Barnes-Jewish, they knew it was the right choice. Valen believes she is alive today because of her surgeon, William Chapman, MD, chief of the Section of Transplant Surgery, division chief of General Surgery at Washington University School of Medicine, and hepatologist Jeffrey Crippin, MD, vice chairman for Clinical Programs in the Department of Medicine. 
“I only had to wait one week for a liver. That was extraordinary,” Valen says. “Six weeks later I couldn’t believe I was walking in an airport and  on a plane on the way home.”
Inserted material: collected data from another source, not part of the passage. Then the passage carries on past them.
//! Event record and severity levels.

use std::fmt;
use std::str::FromStr;

use chrono::{DateTime, Local};
use serde::{Deserialize, Deserializer, Serialize};
use serde_json::{Map, Value};

/// Timestamp layout written into every event (local time, second resolution).
pub const TIMESTAMP_FORMAT: &str = "%Y-%m-%d %H:%M:%S";

/// Arbitrary structured fields attached to an event.
pub type Fields = Map<String, Value>;

/// Event severity, most severe first.
#[derive(Debug, Clone, Copy, PartialEq, Eq, Hash, PartialOrd, Ord, Serialize, Deserialize)]
#[serde(rename_all = "lowercase")]
pub enum Level {
    Error,
    Warn,
    Info,
    Debug,
}

impl Level {
    pub fn as_str(&self) -> &'static str {
        match self {
            Level::Error => "error",
            Level::Warn => "warn",
            Level::Info => "info",
            Level::Debug => "debug",
        }
    }

    /// Whether an event at this level passes a `min` threshold.
    pub fn passes(&self, min: Level) -> bool {
        *self <= min
    }
}

impl fmt::Display for Level {
    fn fmt(&self, f: &mut fmt::Formatter<'_>) -> fmt::Result {
        f.write_str(self.as_str())
    }
}

impl FromStr for Level {
    type Err = String;

    fn from_str(s: &str) -> Result<Self, Self::Err> {
        match s.to_ascii_lowercase().as_str() {
            "error" => Ok(Level::Error),
            "warn" | "warning" => Ok(Level::Warn),
            "info" => Ok(Level::Info),
            "debug" => Ok(Level::Debug),
            other => Err(format!("unknown level '{}'", other)),
        }
    }
}

/// A single structured log record.
///
/// Wire form is one flat JSON object: `timestamp`, `level`, `message` and the
/// message-specific fields side by side.
#[derive(Debug, Clone, PartialEq, Serialize, Deserialize)]
pub struct LogEvent {
    /// Written as `TIMESTAMP_FORMAT`; read back as any string or number,
    /// empty when absent.
    #[serde(default, deserialize_with = "timestamp_text")]
    pub timestamp: String,
    pub level: Level,
    /// Discriminator acting as the event type ("HTTP Request", ...).
    pub message: String,
    #[serde(flatten)]
    pub fields: Fields,
}

impl LogEvent {
    pub fn new(at: DateTime<Local>, level: Level, message: impl Into<String>, fields: Fields) -> Self {
        Self {
            timestamp: at.format(TIMESTAMP_FORMAT).to_string(),
            level,
            message: message.into(),
            fields,
        }
    }

    /// Parse one line of an event stream.
    pub fn from_line(line: &str) -> Option<Self> {
        let trimmed = line.trim();
        if trimmed.is_empty() {
            return None;
        }
        serde_json::from_str(trimmed).ok()
    }

    pub fn to_line(&self) -> Result<String, serde_json::Error> {
        serde_json::to_string(self)
    }

    pub fn field(&self, name: &str) -> Option<&Value> {
        self.fields.get(name)
    }

    pub fn str_field(&self, name: &str) -> Option<&str> {
        self.fields.get(name).and_then(Value::as_str)
    }

    /// True when `name` is present with a JavaScript-truthy value.
    pub fn has_flag(&self, name: &str) -> bool {
        match self.fields.get(name) {
            None | Some(Value::Null) | Some(Value::Bool(false)) => false,
            Some(Value::String(s)) => !s.is_empty(),
            Some(Value::Number(n)) => n.as_f64().map(|v| v != 0.0).unwrap_or(true),
            Some(_) => true,
        }
    }
}

fn timestamp_text<'de, D>(deserializer: D) -> Result<String, D::Error>
where
    D: Deserializer<'de>,
{
    Ok(match Value::deserialize(deserializer)? {
        Value::String(s) => s,
        Value::Null => String::new(),
        other => other.to_string(),
    })
}

/// Turn a `json!({...})` value into event fields.
///
/// Objects are taken as-is, `null` yields no fields, anything else is kept
/// under a `data` key.
pub fn into_fields(value: Value) -> Fields {
    match value {
        Value::Object(map) => map,
        Value::Null => Fields::new(),
        other => {
            let mut map = Fields::new();
            map.insert("data".to_string(), other);
            map
        }
    }
}
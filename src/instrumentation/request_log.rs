//! Per-request access record consumed by the daily analysis.

use serde_json::json;

use crate::events::EventEmitter;
use crate::instrumentation::chain::{ResponseCompletion, ResponseCompletionHook};
use crate::instrumentation::context::RequestContext;
use crate::instrumentation::performance::format_millis;
use crate::instrumentation::ObserverError;

/// Emits "HTTP Request" (info) or, for status >= 400, "HTTP Request Error" (warn).
pub struct RequestLogger;

impl ResponseCompletionHook for RequestLogger {
    fn name(&self) -> &'static str {
        "request_logger"
    }

    fn on_complete(
        &self,
        ctx: &RequestContext,
        completion: &ResponseCompletion,
        emitter: &EventEmitter,
    ) -> Result<(), ObserverError> {
        let fields = json!({
            "method": ctx.method,
            "url": ctx.url,
            "statusCode": completion.status,
            "responseTime": format_millis(completion.duration),
            "userAgent": ctx.user_agent(),
            "ip": ctx.ip,
            "userId": ctx.user_id.as_deref().unwrap_or("anonymous"),
        });

        if completion.status >= 400 {
            emitter.warn("HTTP Request Error", fields);
        } else {
            emitter.info("HTTP Request", fields);
        }
        Ok(())
    }
}
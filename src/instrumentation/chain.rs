//! Observer traits and the chain that runs them.
//!
//! Every observer runs behind a boundary that swallows both returned errors
//! and panics, so telemetry can never fail the request it watches.

use std::panic::{self, AssertUnwindSafe};
use std::sync::Arc;
use std::time::Duration;

use crate::config::InstrumentationConfig;
use crate::events::EventEmitter;
use crate::instrumentation::api_version::ApiVersionMonitor;
use crate::instrumentation::context::RequestContext;
use crate::instrumentation::performance::PerformanceMonitor;
use crate::instrumentation::rate_limit::{RateLimiter, RateWindowCounter};
use crate::instrumentation::request_log::RequestLogger;
use crate::instrumentation::security::SecurityScanner;
use crate::instrumentation::ObserverError;
use crate::observability::metrics;

/// Runs before the handler, once per request.
pub trait RequestObserver: Send + Sync {
    fn name(&self) -> &'static str;

    fn observe(&self, ctx: &RequestContext, emitter: &EventEmitter) -> Result<(), ObserverError>;
}

/// Final outcome of a request.
#[derive(Debug, Clone, Copy, PartialEq, Eq)]
pub struct ResponseCompletion {
    pub status: u16,
    pub duration: Duration,
}

/// Invoked exactly once when the response is complete.
pub trait ResponseCompletionHook: Send + Sync {
    fn name(&self) -> &'static str;

    fn on_complete(
        &self,
        ctx: &RequestContext,
        completion: &ResponseCompletion,
        emitter: &EventEmitter,
    ) -> Result<(), ObserverError>;
}

/// Ordered set of observers and completion hooks.
#[derive(Default)]
pub struct ObserverChain {
    observers: Vec<Box<dyn RequestObserver>>,
    hooks: Vec<Box<dyn ResponseCompletionHook>>,
    body_limit: Option<usize>,
}

impl ObserverChain {
    pub fn new() -> Self {
        Self::default()
    }

    /// The standard chain: rate limiter, security scanner and API-version
    /// monitor before the handler; performance monitor and request logger
    /// on completion.
    pub fn from_config(
        config: &InstrumentationConfig,
        counter: Arc<RateWindowCounter>,
    ) -> Result<Self, ObserverError> {
        let mut chain = Self::new();

        if config.rate_limit.enabled {
            chain = chain.with_observer(RateLimiter::new(
                counter,
                config.rate_limit.max_requests_per_window,
            ));
        }
        if config.security.enabled {
            chain = chain
                .with_observer(SecurityScanner::new()?)
                .with_body_limit(config.security.max_body_bytes);
        }
        if config.api_version.enabled {
            chain = chain.with_observer(ApiVersionMonitor::new(&config.api_version));
        }

        chain = chain.with_hook(PerformanceMonitor::new(Duration::from_millis(
            config.slow_response_ms,
        )));
        if config.request_logging {
            chain = chain.with_hook(RequestLogger);
        }

        Ok(chain)
    }

    pub fn with_observer(mut self, observer: impl RequestObserver + 'static) -> Self {
        self.observers.push(Box::new(observer));
        self
    }

    pub fn with_hook(mut self, hook: impl ResponseCompletionHook + 'static) -> Self {
        self.hooks.push(Box::new(hook));
        self
    }

    /// Buffer request bodies up to `limit` bytes for inspection.
    pub fn with_body_limit(mut self, limit: usize) -> Self {
        self.body_limit = Some(limit);
        self
    }

    pub fn body_limit(&self) -> Option<usize> {
        self.body_limit
    }

    pub fn observer_names(&self) -> Vec<&'static str> {
        self.observers
            .iter()
            .map(|o| o.name())
            .chain(self.hooks.iter().map(|h| h.name()))
            .collect()
    }

    pub fn observe(&self, ctx: &RequestContext, emitter: &EventEmitter) {
        for observer in &self.observers {
            guarded(observer.name(), || observer.observe(ctx, emitter));
        }
    }

    pub fn complete(&self, ctx: &RequestContext, completion: &ResponseCompletion, emitter: &EventEmitter) {
        for hook in &self.hooks {
            guarded(hook.name(), || hook.on_complete(ctx, completion, emitter));
        }
    }
}

fn guarded(name: &'static str, f: impl FnOnce() -> Result<(), ObserverError>) {
    match panic::catch_unwind(AssertUnwindSafe(f)) {
        Ok(Ok(())) => {}
        Ok(Err(e)) => {
            tracing::warn!(observer = name, error = %e, "Observer failed");
            metrics::record_observer_failure(name);
        }
        Err(_) => {
            tracing::error!(observer = name, "Observer panicked");
            metrics::record_observer_failure(name);
        }
    }
}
Although Valen was a complicated case, Dr. Chapman explains that 
the surgery went smoothly because the center has extensive experience transplanting patients with complex medical problems that some hospitals and physicians don’t have the expertise to address. “The top tier medical and surgical care combined with the collegiality of the entire team makes this a place that patients want to come,” says Dr. Chapman. “It’s a multidisciplinary team. That’s a catchy term today.  But I will tell you that in the area of transplant, we were doing it well before anyone else was doing it. We’ve been using that approach essentially  
since transplant started.”

The transplant teams comprise professionals from a variety of disciplines. They include surgeons, hepatologists, nurses, coordinators, anesthesiologists, social workers, dieticians and financial counselors. The team may expand to  include other specialists, such as  oncologists, when needed. 

Dr. Chapman notes that some of the center’s coordinators have been at the transplant center for more than 25 years and are available 24/7. “Because of that, patients  are able to develop a lifeline to the program. It’s very reassuring to the patients,” he says. Valen agrees, adding that a year after her liver transplant, she had the option to switch her care to California doctors  near her home. 

“There is no way I would ever do that. I have no interest in switching because I have such trust in Barnes-Jewish Hospital,” she says.  “I know I’m where I ought to be. Being able to have trust in who cares for you is priceless. It’s huge in a patient’s world to know that if something happens you have this extraordinary team caring for you. It gives you hope that no matter what, everything will be ok.”

Valen says she will be eternally grateful to Drs. Chapman and Crippin.

“They are both so caring and genuine. You can just feel that their work  is not what they do. It’s who they are,” she says. “I am thriving today  because of them, my donor and the entire health care team at  Barnes-Jewish Hospital.”